I think the best way to minimize the effects of this reinforcing loop is to make it so that if the state is going to pay or assist in paying for education it only do so in state run institutions.

Another option would be to take income completely out of the equation and base it solely on an admissions exam or past academic performance history. Wouldn't we be much better off if everyone who got straight A's in high school went to college for free? Might motivate both students and parents to be more involved in education.

Don't we consider 18 year olds to have reached the age of majority? Why should one student pay 50,000 and another 10,000 based simply on how successful their parents were? After all, an 18 year old can't spend his parents money on a car.

Cheers!

Teresa said...

@Ducky

Gee... It was just today that the House passed a bill that would prevent the interest rates from doubling on July 1. And, guess who is opposed to this bill and who threatened to veto this bill? Democrats and Barack Obama. So don't give me this bull about the Democrats caring more about reducing college loan costs. That's a bunch of horse hockey. You may have your head in the sand but I sure as heck don't. Wake up to the reality that the Democrats and Obama don't give a rats A$$ about the citizens of this country. The only thing the socialist Stalin-loving Democrats is having more power and control over our lives.

Teresa said...

Here is a link to an article on this political circus act being done by our president - http://www.marketwatch.com/story/house-defies-veto-threat-passes-loan-bill-2012-04-27?link=MW_home_latest_news

KP said...

@Finntann: very interesting commnets!

You appear to be well aquainted with the system. Do you work close to the university system in CO?

Finntann said...

No, just an eductated consumer, both personally and professionally.
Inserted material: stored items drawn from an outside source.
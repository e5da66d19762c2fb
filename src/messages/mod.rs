mod thread;
mod ws;

pub use thread::{Inbox, Message, PanelState, Theme, ME};

use axum::{debug_handler, extract::{Multipart, Path, Query, State}, http::StatusCode, response::{IntoResponse, Response}, routing::{get, post, put}, Json, Router};
use serde::{Deserialize, Serialize};
use tokio::sync::broadcast;

use crate::{res, upload::{ObjectStore, Upload}, AppResult, AppState, Shared};

pub fn router() -> Router<AppState> {
    Router::new()
        .route("/", get(panel))
        .route("/draft", put(set_draft))
        .route("/draft/emoji", post(insert_emoji))
        .route("/theme", post(toggle_theme))
        .route("/emoji-picker", post(toggle_emoji_picker))
        .route("/files", post(attach_file))
        .route("/ws", get(ws::inbox_ws))
        .route("/{peer}", get(select_peer).post(send))
}

/// What gets pushed to every open socket when a message lands.
#[derive(Serialize)]
struct ChatEvent<'a> {
    peer: &'a str,
    message: &'a Message,
}

pub(crate) fn announce(tx: &broadcast::Sender<String>, peer: &str, message: &Message) {
    match serde_json::to_string(&ChatEvent { peer, message }) {
        // no subscribers is fine
        Ok(event) => { let _ = tx.send(event); }
        Err(err) => tracing::warn!("couldn't encode chat event: {err}"),
    }
}

#[derive(Serialize)]
pub struct PanelView<'a> {
    pub peers: Vec<&'a str>,
    #[serde(flatten)]
    pub panel: &'a PanelState,
    pub messages: &'a [Message],
}

impl<'a> PanelView<'a> {
    fn new(inbox: &'a Inbox, query: &str) -> Self {
        Self {
            peers: inbox.peers(query),
            panel: inbox.panel(),
            messages: inbox.active_thread(),
        }
    }
}

#[derive(Deserialize)]
pub(crate) struct PeerQuery {
    q: Option<String>,
}

#[derive(Deserialize)]
pub(crate) struct SendMessageQuery {
    pub(crate) text: Option<String>,
}

#[derive(Deserialize)]
pub(crate) struct EmojiQuery {
    emoji: String,
}

#[debug_handler(state = AppState)]
pub(crate) async fn panel(
    State(inbox): State<Shared<Inbox>>,
    Query(PeerQuery { q }): Query<PeerQuery>,
) -> Response {
    let inbox = inbox.lock().await;
    Json(PanelView::new(&inbox, q.as_deref().unwrap_or(""))).into_response()
}

#[debug_handler(state = AppState)]
pub(crate) async fn select_peer(
    State(inbox): State<Shared<Inbox>>,
    Path(peer): Path<String>,
) -> AppResult<Response> {
    let mut inbox = inbox.lock().await;
    if !inbox.select_peer(&peer) {
        return res::sorry("conversation");
    }

    Ok(Json(PanelView::new(&inbox, "")).into_response())
}

#[debug_handler(state = AppState)]
pub(crate) async fn send(
    State(inbox): State<Shared<Inbox>>,
    State(tx): State<broadcast::Sender<String>>,
    Path(peer): Path<String>,
    Json(SendMessageQuery { text }): Json<SendMessageQuery>,
) -> AppResult<Response> {
    let mut inbox = inbox.lock().await;
    if !inbox.select_peer(&peer) {
        return res::sorry("conversation");
    }

    let sent = match text {
        Some(text) => inbox.send_text(&text).cloned(),
        None => inbox.send_draft().cloned(),
    };
    let Some(message) = sent else {
        return Ok(StatusCode::NO_CONTENT.into_response());
    };

    announce(&tx, inbox.active(), &message);
    Ok((StatusCode::CREATED, Json(message)).into_response())
}

#[debug_handler(state = AppState)]
pub(crate) async fn attach_file(
    State(inbox): State<Shared<Inbox>>,
    State(objects): State<Shared<ObjectStore>>,
    State(tx): State<broadcast::Sender<String>>,
    mut multipart: Multipart,
) -> AppResult<Response> {
    let Some(upload) = Upload::from_multipart(&mut multipart).await? else {
        return Ok((StatusCode::BAD_REQUEST, "no file provided").into_response());
    };
    let object = objects.lock().await.register(upload);

    let mut inbox = inbox.lock().await;
    let Some(message) = inbox.attach_file(&object).cloned() else {
        return res::sorry("conversation");
    };

    announce(&tx, inbox.active(), &message);
    Ok((StatusCode::CREATED, Json(message)).into_response())
}

#[debug_handler(state = AppState)]
pub(crate) async fn set_draft(
    State(inbox): State<Shared<Inbox>>,
    Json(SendMessageQuery { text }): Json<SendMessageQuery>,
) -> Response {
    inbox.lock().await.set_draft(text.unwrap_or_default());
    StatusCode::NO_CONTENT.into_response()
}

#[debug_handler(state = AppState)]
pub(crate) async fn insert_emoji(
    State(inbox): State<Shared<Inbox>>,
    Json(EmojiQuery { emoji }): Json<EmojiQuery>,
) -> Response {
    let mut inbox = inbox.lock().await;
    inbox.insert_emoji(&emoji);
    Json(inbox.panel().clone()).into_response()
}

#[debug_handler(state = AppState)]
pub(crate) async fn toggle_theme(State(inbox): State<Shared<Inbox>>) -> Json<Theme> {
    Json(inbox.lock().await.toggle_theme())
}

#[debug_handler(state = AppState)]
pub(crate) async fn toggle_emoji_picker(State(inbox): State<Shared<Inbox>>) -> Json<bool> {
    Json(inbox.lock().await.toggle_emoji_picker())
}
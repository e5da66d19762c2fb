use std::{fmt, str::FromStr};

use axum::{debug_handler, extract::Query, http::Uri, response::{IntoResponse, Redirect, Response}, Json};
use serde::{Deserialize, Serialize};
use tower_sessions::Session;

use crate::{auth::SessionContext, res, AppResult};

/// The five pages of the app. Paths are always the lowercase name.
#[derive(Debug, Clone, Copy, PartialEq, Eq, Hash, Serialize)]
#[serde(rename_all = "lowercase")]
pub enum View {
    Home,
    Post,
    Msg,
    Profile,
    Session,
}

impl View {
    pub const ALL: [View; 5] = [View::Home, View::Post, View::Msg, View::Profile, View::Session];

    pub fn name(self) -> &'static str {
        match self {
            View::Home => "home",
            View::Post => "post",
            View::Msg => "msg",
            View::Profile => "profile",
            View::Session => "session",
        }
    }

    pub fn path(self) -> &'static str {
        match self {
            View::Home => "/home",
            View::Post => "/post",
            View::Msg => "/msg",
            View::Profile => "/profile",
            View::Session => "/session",
        }
    }

    /// Resolves the view a path belongs to, ignoring case. `/` is the home page.
    pub fn from_path(path: &str) -> Option<View> {
        let first = path.trim_start_matches('/').split('/').next().unwrap_or("");
        if first.is_empty() {
            return Some(View::Home);
        }

        first.parse().ok()
    }
}

impl fmt::Display for View {
    fn fmt(&self, f: &mut fmt::Formatter) -> fmt::Result {
        f.write_str(self.name())
    }
}

#[derive(Debug, Clone, PartialEq, Eq)]
pub struct UnknownView(pub String);

impl fmt::Display for UnknownView {
    fn fmt(&self, f: &mut fmt::Formatter) -> fmt::Result {
        write!(f, "no page called {:?}", self.0)
    }
}

impl std::error::Error for UnknownView {}

impl FromStr for View {
    type Err = UnknownView;

    fn from_str(s: &str) -> Result<Self, Self::Err> {
        let name = s.to_ascii_lowercase();
        View::ALL
            .into_iter()
            .find(|view| view.name() == name)
            .ok_or(UnknownView(s.to_owned()))
    }
}

#[derive(Debug, Clone, PartialEq, Eq, Serialize)]
pub struct NavItem {
    pub label: &'static str,
    pub href: &'static str,
    pub active: bool,
}

impl NavItem {
    fn page(label: &'static str, view: View, current: Option<View>) -> Self {
        Self {
            label,
            href: view.path(),
            active: current == Some(view),
        }
    }

    fn action(label: &'static str, href: &'static str) -> Self {
        Self { label, href, active: false }
    }
}

pub fn nav_items(context: &SessionContext, current: Option<View>) -> Vec<NavItem> {
    let mut items = vec![
        NavItem::page("Home", View::Home, current),
        NavItem::page("Sessions", View::Session, current),
        NavItem::page("Msg", View::Msg, current),
        NavItem::page("Post", View::Post, current),
    ];

    if context.authenticated {
        items.push(NavItem::page("Profile", View::Profile, current));
        items.push(NavItem::action("Logout", "/logout"));
    } else {
        items.push(NavItem::action("Login", "/login"));
    }

    items
}

#[derive(Serialize)]
pub struct NavView {
    #[serde(flatten)]
    pub context: SessionContext,
    pub current: Option<View>,
    pub items: Vec<NavItem>,
}

#[derive(Deserialize)]
pub(crate) struct NavQuery {
    path: Option<String>,
}

#[debug_handler]
pub(crate) async fn nav(
    session: Session,
    Query(NavQuery { path }): Query<NavQuery>,
) -> AppResult<Json<NavView>> {
    let context = SessionContext::load(&session).await?;
    let current = path.as_deref().and_then(View::from_path);

    Ok(Json(NavView {
        items: nav_items(&context, current),
        context,
        current,
    }))
}

#[debug_handler]
pub(crate) async fn root() -> Redirect {
    Redirect::to(View::Home.path())
}

/// Sends `/Msg` and friends to their canonical lowercase path.
pub(crate) async fn fallback(uri: Uri) -> AppResult<Response> {
    let path = uri.path();
    let rest = path.trim_start_matches('/');
    let (first, tail) = rest.split_at(rest.find('/').unwrap_or(rest.len()));
    let Ok(view) = first.parse::<View>() else {
        return res::sorry("page");
    };

    let canonical = format!("{}{}", view.path(), tail);
    if canonical == path {
        return res::sorry("page");
    }

    let target = match uri.query() {
        Some(query) => format!("{canonical}?{query}"),
        None => canonical,
    };
    Ok(Redirect::permanent(&target).into_response())
}
use std::collections::BTreeSet;

use serde::{Deserialize, Serialize};

pub type SessionId = u32;

pub const PLACEHOLDER_IMAGE: &str = "https://via.placeholder.com/150";

#[derive(Debug, Clone, PartialEq, Eq, Serialize)]
pub struct Session {
    pub id: SessionId,
    pub title: String,
    pub speaker: String,
    pub date: String,
    pub time: String,
    pub image: String,
    pub description: String,
}

/// The "Create New Session" form. Every field but the image is required.
#[derive(Debug, Clone, Default, PartialEq, Eq, Serialize, Deserialize)]
#[serde(default)]
pub struct SessionForm {
    pub title: String,
    pub speaker: String,
    pub date: String,
    pub time: String,
    pub image: String,
    pub description: String,
}

impl SessionForm {
    fn is_complete(&self) -> bool {
        [&self.title, &self.speaker, &self.date, &self.time, &self.description]
            .iter()
            .all(|field| !field.trim().is_empty())
    }
}

pub struct Schedule {
    sessions: Vec<Session>,
    joined: BTreeSet<SessionId>,
    draft: SessionForm,
    modal_open: bool,
}

impl Default for Schedule {
    fn default() -> Self {
        Self {
            sessions: vec![
                Session {
                    id: 1,
                    title: "Frontend Development with React".to_string(),
                    speaker: "Alice Johnson".to_string(),
                    date: "2025-07-10".to_string(),
                    time: "3:00 PM".to_string(),
                    image: PLACEHOLDER_IMAGE.to_string(),
                    description: "Learn modern frontend development using React and TypeScript.".to_string(),
                },
                Session {
                    id: 2,
                    title: "Cracking Tech Interviews".to_string(),
                    speaker: "Bob Smith".to_string(),
                    date: "2025-07-12".to_string(),
                    time: "5:00 PM".to_string(),
                    image: PLACEHOLDER_IMAGE.to_string(),
                    description: "Get insider tips from Bob to land your next big tech job.".to_string(),
                },
            ],
            joined: BTreeSet::new(),
            draft: SessionForm::default(),
            modal_open: false,
        }
    }
}

impl Schedule {
    pub fn empty() -> Self {
        Self {
            sessions: Vec::new(),
            ..Default::default()
        }
    }

    pub fn sessions(&self) -> &[Session] {
        &self.sessions
    }

    pub fn joined(&self) -> &BTreeSet<SessionId> {
        &self.joined
    }

    pub fn is_joined(&self, id: SessionId) -> bool {
        self.joined.contains(&id)
    }

    pub fn draft(&self) -> &SessionForm {
        &self.draft
    }

    pub fn edit_draft(&mut self, form: SessionForm) {
        self.draft = form;
    }

    pub fn modal_open(&self) -> bool {
        self.modal_open
    }

    pub fn toggle_modal(&mut self) -> bool {
        self.modal_open = !self.modal_open;
        self.modal_open
    }

    /// Prepends a session built from the draft. An incomplete draft is kept as is.
    pub fn create(&mut self) -> Option<&Session> {
        if !self.draft.is_complete() {
            tracing::debug!("session draft is missing required fields");
            return None;
        }

        let SessionForm { title, speaker, date, time, image, description } = std::mem::take(&mut self.draft);
        let session = Session {
            id: self.sessions.len() as SessionId + 1,
            title,
            speaker,
            date,
            time,
            image: if image.trim().is_empty() { PLACEHOLDER_IMAGE.to_string() } else { image },
            description,
        };
        tracing::debug!(id = session.id, title = %session.title, "created session");

        self.modal_open = false;
        self.sessions.insert(0, session);
        self.sessions.first()
    }

    pub fn create_with(&mut self, form: SessionForm) -> Option<&Session> {
        self.edit_draft(form);
        self.create()
    }

    /// `Some(true)` on first join, `Some(false)` if already joined, `None` for an unknown session.
    pub fn join(&mut self, id: SessionId) -> Option<bool> {
        if !self.sessions.iter().any(|session| session.id == id) {
            return None;
        }

        Some(self.joined.insert(id))
    }

    pub fn search(&self, query: &str) -> Vec<&Session> {
        let query = query.to_lowercase();

        self.sessions
            .iter()
            .filter(|session| {
                session.title.to_lowercase().contains(&query)
                    || session.speaker.to_lowercase().contains(&query)
            })
            .collect()
    }
}
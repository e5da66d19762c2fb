use axum::{debug_handler, extract::{State, WebSocketUpgrade}, response::IntoResponse};
use futures_util::{SinkExt, StreamExt};
use tokio::sync::broadcast::{self, error::RecvError};

use crate::{AppState, Shared};

use super::{announce, Inbox, SendMessageQuery};

#[debug_handler(state = AppState)]
pub(crate) async fn inbox_ws(
    State(inbox): State<Shared<Inbox>>,
    State(tx): State<broadcast::Sender<String>>,

    ws: WebSocketUpgrade,
) -> impl IntoResponse {
    ws.on_upgrade(async move |stream| {
        let mut rx = tx.subscribe();
        let (mut sender, mut receiver) = stream.split();

        let broadcast_task = tokio::spawn(async move {
            loop {
                match rx.recv().await {
                    Ok(event) => {
                        if sender.send(event.into()).await.is_err() {
                            break;
                        }
                    }
                    Err(RecvError::Lagged(skipped)) => {
                        tracing::warn!(skipped, "socket fell behind the chat feed");
                    }
                    Err(RecvError::Closed) => break,
                }
            }
        });

        while let Some(Ok(frame)) = receiver.next().await {
            let Ok(SendMessageQuery { text }) = serde_json::from_slice(&frame.into_data()) else {
                continue
            };

            let mut inbox = inbox.lock().await;
            if let Some(message) = inbox.send_text(&text.unwrap_or_default()).cloned() {
                announce(&tx, inbox.active(), &message);
            }
        }

        // reader is gone, stop forwarding to its sink
        broadcast_task.abort();
    })
}
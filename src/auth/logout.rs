use axum::{debug_handler, extract::Query, response::Redirect};
use serde::Deserialize;
use tower_sessions::Session;

use crate::AppResult;

use super::{return_to, SessionContext};

#[derive(Deserialize)]
pub(crate) struct LogoutQuery {
    pub(crate) return_url: Option<String>,
}

/// Drops the whole browser session, so the next request starts signed out.
#[debug_handler]
pub async fn logout(
    session: Session,
    Query(LogoutQuery { return_url }): Query<LogoutQuery>,
) -> AppResult<Redirect> {
    let context = SessionContext::load(&session).await?;
    session.flush().await?;
    tracing::info!(was_authenticated = context.authenticated, "logout");

    Ok(Redirect::to(return_to(return_url.as_deref())))
}
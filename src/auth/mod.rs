mod login;
mod logout;

pub use login::{login, login_page};
pub use logout::logout;

use axum::{routing::get, Router};
use serde::{Deserialize, Serialize};
use tower_sessions::Session;

use crate::{nav::View, AppResult, AppState};

pub const CONTEXT: &str = "context";

/// Who the browser session claims to be. Nothing checks credentials;
/// the flag only decides which nav items and account actions show up.
#[derive(Debug, Clone, Default, PartialEq, Eq, Serialize, Deserialize)]
pub struct SessionContext {
    pub authenticated: bool,
    pub display_name: Option<String>,
}

impl SessionContext {
    pub fn signed_in(display_name: impl Into<String>) -> Self {
        Self {
            authenticated: true,
            display_name: Some(display_name.into()),
        }
    }

    pub async fn load(session: &Session) -> AppResult<Self> {
        Ok(session.get::<SessionContext>(CONTEXT).await?.unwrap_or_default())
    }

    pub async fn store(&self, session: &Session) -> AppResult<()> {
        session.insert(CONTEXT, self).await?;
        Ok(())
    }

    pub fn author(&self) -> String {
        match &self.display_name {
            Some(name) if self.authenticated => name.clone(),
            _ => crate::messages::ME.to_string(),
        }
    }
}

/// Where to go after login or logout. Only local paths are followed;
/// browsers read `/\` like `//`, and control characters can't go in a header.
pub fn return_to(return_url: Option<&str>) -> &str {
    match return_url {
        Some(url) if is_local_path(url) => url,
        _ => View::Home.path(),
    }
}

fn is_local_path(url: &str) -> bool {
    url.starts_with('/')
        && !url.starts_with("//")
        && !url.chars().any(|c| c == '\\' || c.is_control())
}

pub fn router() -> Router<AppState> {
    Router::new()
        .route("/login", get(login_page).post(login))
        .route("/logout", get(logout))
}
It is pathetic how many college graduates in today's job market received little more from their college than a piece of paper.

Cheers!

KP said...

... and a full (albeit extremely expensive) social life.

Cheers!

Ducky's here said...

Teresa, why not check out the riders that were attached and inform yourself.

It's really sad how clueless the fringe right is.

MathewK said...

I wonder if the Republicans should even bother, after all the youth vote usually goes to the democrats and they'll paint conservatives as bastards and baby killers either way, so why bother pandering to them.